My doubt is related to the possibility of compute the whole gradient of a mini-batch using the accumulated gradient of small mini-batches(I named this technique batch partition I do not know if it is the common name ). As is explained here Methods 1 and 2 should give the same results, right? I did some tests that you can find in this colab. As you can see the results are different. In addition, I tested a modification version that averages the accumulated gradient by the number of partitions of the mini-batch, but it does not help.

It is expected this behaviour? If it is not, can you please me give some hint what am I doing wrong? If it is expected, can you help me to understand why is it expected? As far as I understood the results should be the sameā€¦


The default loss reduction seems to be mean [docs]. Perhaps set it to sum and divide by total batch size in both cases will get you the same gradient?

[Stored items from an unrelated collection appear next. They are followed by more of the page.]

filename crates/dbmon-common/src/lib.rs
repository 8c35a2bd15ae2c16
pub mod types;
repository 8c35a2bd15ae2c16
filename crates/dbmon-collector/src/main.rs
mod config;
mod runner;
mod sink;

use anyhow::Result;
use tracing_subscriber::EnvFilter;

#[tokio::main]
async fn main() -> Result<()> {
    tracing_subscriber::fmt()
        .with_env_filter(EnvFilter::from_default_env().add_directive("dbmon=info".parse()?))
        .init();

    let config_path = std::env::args()
        .nth(1)
        .unwrap_or_else(|| "collector.toml".to_string());
    let config = config::CollectorConfig::load(&config_path)?;

    tracing::info!(
        "Starting database collector: region={}, mode={:?}",
        config.region,
        config.run_mode
    );

    runner::run(config).await
}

It should be the same, right? I mean, if you have the numbers 4 7 12 15. The mean of all of them is the same if you compute the sum of all of them and divide by the number of elements or if you compute first the mean of the first numbers, following the mean of the last numbers and the mean of both.

In addition, I am accumulating the gradients, the loss is used in each small mini-batch. As is explained here.

Sorry for insist, but I would like to know if this behavior is expected and if not how I can solve the issue. I hope someone can help me. Thanks.